Christoph Schindler, Geschäftsführer des VfL, spricht offen aus, was viele Manager in der Liga umtreibt: „Wir wissen wieder nicht, welcher Tabellenplatz wofür reicht.“ Die HBL könnte einen dritten Startplatz erhalten, doch das ist kein Automatismus. Die acht zusätzlichen Tickets werden nach einem komplizierten Schlüssel verteilt – unter anderem an Länder mit weniger Tradition, an den European-League-Sieger oder als Wildcard. Das bedeutet: Selbst Platz drei in der stärksten Liga Europas könnte am Ende leer ausgehen.
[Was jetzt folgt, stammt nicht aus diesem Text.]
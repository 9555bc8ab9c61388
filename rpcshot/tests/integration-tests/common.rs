// Copyright 2025 Oxide Computer Company

//! Common facilities for automated testing.

use rpcshot::test_util::config_client_for_test;
use rpcshot::test_util::config_endpoint_for_test;
use rpcshot::test_util::LogContext;
use rpcshot::ConfigLogging;
use rpcshot::ConfigLoggingIfExists;
use rpcshot::ConfigLoggingLevel;
use rpcshot::ConfigRestClient;
use rpcshot::ConfigRestService;
use rpcshot::RestService;
use std::io::Write;
use tempfile::NamedTempFile;

pub fn create_log_context(test_name: &str) -> LogContext {
    let log_config = ConfigLogging::File {
        level: ConfigLoggingLevel::Debug,
        path: "UNUSED".into(),
        if_exists: ConfigLoggingIfExists::Fail,
    };
    LogContext::new(test_name, &log_config)
}

/// Configuration for a service with its own endpoint.  The IP address to
/// which we bind can be any local IP, but we use 127.0.0.1 because we know
/// it's present and it shouldn't expose this server on any external network.
/// Port 0 requests any available port, since tests run concurrently.
pub fn config_service_for_test(base_route: &str) -> ConfigRestService {
    ConfigRestService {
        base_route: base_route.to_string(),
        endpoint: config_endpoint_for_test(),
        ..Default::default()
    }
}

/// Address of an open service's endpoint.
pub fn service_uri(service: &RestService) -> String {
    service
        .endpoint()
        .and_then(|endpoint| endpoint.uri())
        .expect("service is not open")
}

/// Configuration for a client of the open `service`.
pub fn config_client_for_service(service: &RestService) -> ConfigRestClient {
    config_client_for_test(&service_uri(service), &service.config().base_route)
}

/// Self-signed certificate for "localhost", with the certificate and its key
/// written to PEM files for an endpoint's credential block.
pub struct TestCertificate {
    pub cert_pem: String,
    pub cert_file: NamedTempFile,
    pub key_file: NamedTempFile,
}

fn make_temp_file() -> std::io::Result<NamedTempFile> {
    tempfile::Builder::new().prefix("rpcshot-test-").rand_bytes(5).tempfile()
}

pub fn generate_tls_certificate() -> TestCertificate {
    let key_pair =
        rcgen::KeyPair::generate().expect("keypair generation failed");
    let params = rcgen::CertificateParams::new(vec!["localhost".to_string()])
        .expect("invalid certificate params");
    let cert = params.self_signed(&key_pair).expect("failed to sign cert");
    let cert_pem = cert.pem();

    let mut cert_file = make_temp_file().expect("failed to create cert_file");
    let mut key_file = make_temp_file().expect("failed to create key_file");
    cert_file.write_all(cert_pem.as_bytes()).expect("failed to write cert");
    key_file
        .write_all(key_pair.serialize_pem().as_bytes())
        .expect("failed to write key");

    TestCertificate { cert_pem, cert_file, key_file }
}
Schindler fordert deshalb: „Sportliche Qualifikationswege müssen vorher klar definiert sein.“ Stattdessen läuft der Saisonendspurt unter Ungewissheit. Vereine müssen Kaderplanung, Marketing und Sponsorengespräche führen – ohne zu wissen, ob sie international spielen oder nicht. „Das ist verrückt und zeigt das Problem im Handball auf“, so Schindler.
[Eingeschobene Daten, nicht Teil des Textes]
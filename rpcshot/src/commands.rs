// Copyright 2025 Oxide Computer Company
//! Named commands and command sets
//!
//! A [`Command`] is an async operation addressed by name that takes a
//! correlation id and a [`Parameters`] bag.  Controllers group their commands
//! in a [`CommandSet`] and expose it through [`Commandable`], which is all a
//! commandable service or a direct client needs to serve or call them.

use crate::error::ApplicationError;
use crate::parameters::Parameters;
use crate::schema::ObjectSchema;
use crate::schema::ValidationResult;

use futures::future::BoxFuture;
use futures::FutureExt;
use serde::Serialize;
use serde_json::Value;
use std::collections::BTreeMap;
use std::future::Future;
use std::sync::Arc;

/// Outcome of a command.  `None` means "no result" and is served as 204.
pub type CommandResult = Result<Option<Value>, ApplicationError>;

type CommandFn =
    dyn Fn(Option<String>, Parameters) -> BoxFuture<'static, CommandResult>
        + Send
        + Sync;

/// Converts a typed command outcome into a [`CommandResult`].
pub fn command_result<T: Serialize>(
    result: Result<Option<T>, ApplicationError>,
) -> CommandResult {
    match result? {
        None => Ok(None),
        Some(value) => serde_json::to_value(value).map(Some).map_err(|e| {
            ApplicationError::internal(
                "SERIALIZATION_ERROR",
                "failed to serialize command result",
            )
            .with_cause(e)
        }),
    }
}

pub struct Command {
    name: String,
    schema: Option<ObjectSchema>,
    function: Arc<CommandFn>,
}

impl std::fmt::Debug for Command {
    fn fmt(&self, f: &mut std::fmt::Formatter<'_>) -> std::fmt::Result {
        f.debug_struct("Command")
            .field("name", &self.name)
            .field("schema", &self.schema)
            .finish_non_exhaustive()
    }
}

impl Command {
    /// Creates a command.  With a `schema`, arguments are validated before
    /// `function` runs.
    pub fn new<F, Fut>(name: &str, schema: Option<ObjectSchema>, function: F) -> Self
    where
        F: Fn(Option<String>, Parameters) -> Fut + Send + Sync + 'static,
        Fut: Future<Output = CommandResult> + Send + 'static,
    {
        let function: Arc<CommandFn> =
            Arc::new(move |correlation_id, args| function(correlation_id, args).boxed());
        Command { name: name.to_string(), schema, function }
    }

    pub fn name(&self) -> &str {
        &self.name
    }

    pub fn schema(&self) -> Option<&ObjectSchema> {
        self.schema.as_ref()
    }

    pub fn validate(&self, args: &Parameters) -> Vec<ValidationResult> {
        match &self.schema {
            Some(schema) => schema.validate(&Value::Object(args.as_map().clone())),
            None => Vec::new(),
        }
    }

    pub async fn execute(
        &self,
        correlation_id: Option<&str>,
        args: Parameters,
    ) -> CommandResult {
        if let Some(schema) = &self.schema {
            schema.validate_and_return_error(
                correlation_id,
                &Value::Object(args.as_map().clone()),
            )?;
        }
        (self.function)(correlation_id.map(str::to_string), args)
            .await
            .map_err(|e| e.with_correlation_id(correlation_id))
    }
}

/// Commands of one controller, in registration order, with unique names.
#[derive(Debug, Default)]
pub struct CommandSet {
    commands: Vec<Arc<Command>>,
    index: BTreeMap<String, usize>,
}

impl CommandSet {
    pub fn new() -> Self {
        CommandSet::default()
    }

    /// Adds `command`.  A name that is already taken, ignoring ASCII case, is
    /// refused, since both commands would map to the same route.
    pub fn add_command(&mut self, command: Command) -> Result<(), ApplicationError> {
        self.add_shared(Arc::new(command))
    }

    pub fn add_commands<I>(&mut self, commands: I) -> Result<(), ApplicationError>
    where
        I: IntoIterator<Item = Command>,
    {
        commands.into_iter().try_for_each(|c| self.add_command(c))
    }

    /// Adds every command of `other`.
    pub fn add_command_set(&mut self, other: &CommandSet) -> Result<(), ApplicationError> {
        other.commands.iter().try_for_each(|c| self.add_shared(Arc::clone(c)))
    }

    fn add_shared(&mut self, command: Arc<Command>) -> Result<(), ApplicationError> {
        let name = command.name();
        if self.index.keys().any(|taken| taken.eq_ignore_ascii_case(name)) {
            return Err(ApplicationError::config(
                "DUPLICATE_COMMAND",
                format!("command \"{}\" is already defined", name),
            )
            .with_details("command", name));
        }
        self.index.insert(command.name().to_string(), self.commands.len());
        self.commands.push(command);
        Ok(())
    }

    pub fn commands(&self) -> &[Arc<Command>] {
        &self.commands
    }

    pub fn find_command(&self, name: &str) -> Option<&Arc<Command>> {
        self.index.get(name).map(|i| &self.commands[*i])
    }

    fn not_found(correlation_id: Option<&str>, name: &str) -> ApplicationError {
        ApplicationError::bad_request(
            "CMD_NOT_FOUND",
            format!("requested command does not exist: {}", name),
        )
        .with_correlation_id(correlation_id)
        .with_details("command", name)
    }

    /// Validates `args` for command `name`.
    pub fn validate(
        &self,
        name: &str,
        args: &Parameters,
    ) -> Result<Vec<ValidationResult>, ApplicationError> {
        self.find_command(name)
            .map(|c| c.validate(args))
            .ok_or_else(|| CommandSet::not_found(None, name))
    }

    pub async fn execute(
        &self,
        correlation_id: Option<&str>,
        name: &str,
        args: Parameters,
    ) -> CommandResult {
        let command = self
            .find_command(name)
            .ok_or_else(|| CommandSet::not_found(correlation_id, name))?;
        command.execute(correlation_id, args).await
    }
}

/// Something that serves named commands.
pub trait Commandable: Send + Sync {
    fn command_set(&self) -> Arc<CommandSet>;
}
Gummersbach will sich nicht in „wenn-dann-spielchen“ verlieren

Gummersbach will sich nicht in „wenn-dann-spielchen“ verlieren

Die Oberbergischen haben ihre beste Saison seit 20 Jahren. Rang vier, zwei Punkte hinter Flensburg, vier Spiele vor Schluss. Doch statt zu rechnen, setzt Trainer Emir Kurtagic auf Sieg. „Wir wollen die bestmögliche Platzierung – Punkt“, sagt Schindler. Dahinter steckt eine klare Philosophie: Wer sich auf Drittplatzierte oder Wildcards verlässt, verliert den Fokus.

Der Kampf um Platz zwei – oder vielleicht nur Platz eins – wird zum Dreikampf: Gummersbach, Flensburg und die Füchse Berlin jagen hinter dem sicheren Meister SC Magdeburg her. Jeder Punkt kann über Europa entscheiden, nur weiß eben keiner, ob er reicht.

Die EHF will erst nach Saisonende entscheiden. Für Vereine, die in Nachwuchs, Infrastruktur und internationale Präsenz investieren, ist das ein Schlag ins Gesicht. „Wir reden über Professionalisierung, und dann kommt so eine Willkür“, sagt Schindler. Die Konsequenz: Planung auf Sicht, statt Strategie auf Jahre.

Gummersbach wird weitermachen, Siege einfahren und hoffen. Aber wenn am letzten Spieltag die Rechnung aufgeht und Platz drei nicht reicht, war es nicht nur der Gegner, der den VfL stoppte – sondern auch die europäische Bürokratie.